* **Items from a data source**

────────────────

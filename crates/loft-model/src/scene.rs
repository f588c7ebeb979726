//! Scene: the host-facing collection of surfaces.

use loft_core::{LoftError, Result};
use loft_geometry::{Direction, Editable, NurbsSurface, Surface};
use loft_math::{DMat3, Point3, Triangle, Vector3};
use loft_mesh::{subdivide, FaceVertexMesh};
use serde::{Deserialize, Serialize};
use slotmap::{new_key_type, SlotMap};

new_key_type! {
    /// Stable handle for a surface in a [`Scene`].
    pub struct SurfaceKey;
}

/// Rotation axis for rigid scene transforms.
#[derive(Debug, Clone, Copy, PartialEq, Eq, Serialize, Deserialize)]
pub enum Axis {
    X,
    Y,
    Z,
}

/// The closed set of surface variants a scene can hold.
#[derive(Debug, Clone, Serialize, Deserialize)]
pub enum SurfaceKind {
    Nurbs(NurbsSurface),
    Mesh(FaceVertexMesh),
}

impl SurfaceKind {
    fn kind_name(&self) -> &'static str {
        match self {
            SurfaceKind::Nurbs(_) => "nurbs",
            SurfaceKind::Mesh(_) => "mesh",
        }
    }

    /// Apply a point transform to the underlying geometry. For a NURBS
    /// surface the control net is transformed, which moves every evaluated
    /// point by the same map when the map is affine.
    pub fn map_points(&mut self, f: impl Fn(Point3) -> Point3) {
        match self {
            SurfaceKind::Nurbs(s) => s.map_control_points(f),
            SurfaceKind::Mesh(m) => m.map_points(f),
        }
    }
}

impl Surface for SurfaceKind {
    fn vertices(&self) -> Vec<Point3> {
        match self {
            SurfaceKind::Nurbs(s) => s.vertices(),
            SurfaceKind::Mesh(m) => m.vertices(),
        }
    }

    fn triangulate(&self) -> Vec<Triangle> {
        match self {
            SurfaceKind::Nurbs(s) => s.triangulate(),
            SurfaceKind::Mesh(m) => m.triangulate(),
        }
    }

    fn surface_area(&self) -> f64 {
        match self {
            SurfaceKind::Nurbs(s) => s.surface_area(),
            SurfaceKind::Mesh(m) => m.surface_area(),
        }
    }
}

impl Editable for SurfaceKind {
    fn add_vertex(&mut self, p: Point3, direction: Direction) -> Result<()> {
        match self {
            SurfaceKind::Nurbs(s) => s.add_vertex(p, direction),
            SurfaceKind::Mesh(m) => m.add_vertex(p, direction),
        }
    }

    fn add_two_vertices(
        &mut self,
        p1: Point3,
        p2: Point3,
        direction: Direction,
        weight: f64,
    ) -> Result<()> {
        match self {
            SurfaceKind::Nurbs(s) => s.add_two_vertices(p1, p2, direction, weight),
            SurfaceKind::Mesh(m) => m.add_two_vertices(p1, p2, direction, weight),
        }
    }

    fn add_three_vertices(
        &mut self,
        p1: Point3,
        p2: Point3,
        p3: Point3,
        direction: Direction,
        weight: f64,
    ) -> Result<()> {
        match self {
            SurfaceKind::Nurbs(s) => s.add_three_vertices(p1, p2, p3, direction, weight),
            SurfaceKind::Mesh(m) => m.add_three_vertices(p1, p2, p3, direction, weight),
        }
    }
}

impl std::fmt::Display for SurfaceKind {
    fn fmt(&self, f: &mut std::fmt::Formatter<'_>) -> std::fmt::Result {
        match self {
            SurfaceKind::Nurbs(s) => s.fmt(f),
            SurfaceKind::Mesh(m) => m.fmt(f),
        }
    }
}

/// A labeled surface in the scene.
#[derive(Debug, Clone, Serialize, Deserialize)]
pub struct SceneEntry {
    pub label: String,
    pub surface: SurfaceKind,
}

/// Collection of surfaces keyed by [`SurfaceKey`].
///
/// Labels (`nurbs_0`, `mesh_1`, ...) are assigned at insertion from per-kind
/// counters owned by the scene and stay stable for the life of the entry;
/// removing a surface never relabels the others.
#[derive(Debug, Clone, Default, Serialize, Deserialize)]
pub struct Scene {
    surfaces: SlotMap<SurfaceKey, SceneEntry>,
    next_nurbs: usize,
    next_mesh: usize,
}

impl Scene {
    pub fn new() -> Self {
        Self::default()
    }

    pub fn len(&self) -> usize {
        self.surfaces.len()
    }

    pub fn is_empty(&self) -> bool {
        self.surfaces.is_empty()
    }

    /// Insert a surface and assign its label.
    pub fn add(&mut self, surface: SurfaceKind) -> SurfaceKey {
        let counter = match surface {
            SurfaceKind::Nurbs(_) => {
                self.next_nurbs += 1;
                self.next_nurbs - 1
            }
            SurfaceKind::Mesh(_) => {
                self.next_mesh += 1;
                self.next_mesh - 1
            }
        };
        let label = format!("{}_{}", surface.kind_name(), counter);
        self.surfaces.insert(SceneEntry { label, surface })
    }

    pub fn add_nurbs(&mut self, surface: NurbsSurface) -> SurfaceKey {
        self.add(SurfaceKind::Nurbs(surface))
    }

    pub fn add_mesh(&mut self, mesh: FaceVertexMesh) -> SurfaceKey {
        self.add(SurfaceKind::Mesh(mesh))
    }

    pub fn remove(&mut self, key: SurfaceKey) -> Option<SceneEntry> {
        self.surfaces.remove(key)
    }

    pub fn get(&self, key: SurfaceKey) -> Option<&SceneEntry> {
        self.surfaces.get(key)
    }

    pub fn get_mut(&mut self, key: SurfaceKey) -> Option<&mut SceneEntry> {
        self.surfaces.get_mut(key)
    }

    pub fn find_by_label(&self, label: &str) -> Option<SurfaceKey> {
        self.surfaces
            .iter()
            .find(|(_, entry)| entry.label == label)
            .map(|(key, _)| key)
    }

    pub fn iter(&self) -> impl Iterator<Item = (SurfaceKey, &SceneEntry)> {
        self.surfaces.iter()
    }

    /// Human-readable summary of one surface, headed by its label.
    pub fn info(&self, key: SurfaceKey) -> Result<String> {
        let entry = self.entry(key)?;
        Ok(format!("{}\n{}", entry.label, entry.surface))
    }

    fn entry(&self, key: SurfaceKey) -> Result<&SceneEntry> {
        self.surfaces
            .get(key)
            .ok_or_else(|| LoftError::NotFound(format!("surface {key:?}")))
    }

    fn entry_mut(&mut self, key: SurfaceKey) -> Result<&mut SceneEntry> {
        self.surfaces
            .get_mut(key)
            .ok_or_else(|| LoftError::NotFound(format!("surface {key:?}")))
    }

    pub fn add_vertex(&mut self, key: SurfaceKey, p: Point3, direction: Direction) -> Result<()> {
        self.entry_mut(key)?.surface.add_vertex(p, direction)
    }

    pub fn add_two_vertices(
        &mut self,
        key: SurfaceKey,
        p1: Point3,
        p2: Point3,
        direction: Direction,
        weight: f64,
    ) -> Result<()> {
        self.entry_mut(key)?
            .surface
            .add_two_vertices(p1, p2, direction, weight)
    }

    pub fn add_three_vertices(
        &mut self,
        key: SurfaceKey,
        p1: Point3,
        p2: Point3,
        p3: Point3,
        direction: Direction,
        weight: f64,
    ) -> Result<()> {
        self.entry_mut(key)?
            .surface
            .add_three_vertices(p1, p2, p3, direction, weight)
    }

    /// Subdivide a mesh surface in place. The key and label survive; only
    /// the topology is replaced.
    pub fn subdivide(&mut self, key: SurfaceKey, iterations: usize) -> Result<()> {
        let entry = self.entry_mut(key)?;
        match &mut entry.surface {
            SurfaceKind::Mesh(mesh) => {
                let taken = std::mem::take(mesh);
                *mesh = subdivide(taken, iterations);
                Ok(())
            }
            SurfaceKind::Nurbs(_) => Err(LoftError::InvalidOperation(format!(
                "surface '{}' is not a mesh and cannot be subdivided",
                entry.label
            ))),
        }
    }

    /// Rotate a surface about a coordinate axis through the origin.
    pub fn rotate(&mut self, key: SurfaceKey, axis: Axis, angle: f64) -> Result<()> {
        let rot = match axis {
            Axis::X => DMat3::from_rotation_x(angle),
            Axis::Y => DMat3::from_rotation_y(angle),
            Axis::Z => DMat3::from_rotation_z(angle),
        };
        self.entry_mut(key)?.surface.map_points(|p| rot * p);
        Ok(())
    }

    /// Translate a surface by `delta`.
    pub fn translate(&mut self, key: SurfaceKey, delta: Vector3) -> Result<()> {
        self.entry_mut(key)?.surface.map_points(|p| p + delta);
        Ok(())
    }
}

────────────────

* **Instructions for the task**
Please report every line in the entries above that holds the string "Triangle".

* **Answer for the task**
use loft_math::{DMat3, Point3, Triangle, Vector3};
    fn triangulate(&self) -> Vec<Triangle> {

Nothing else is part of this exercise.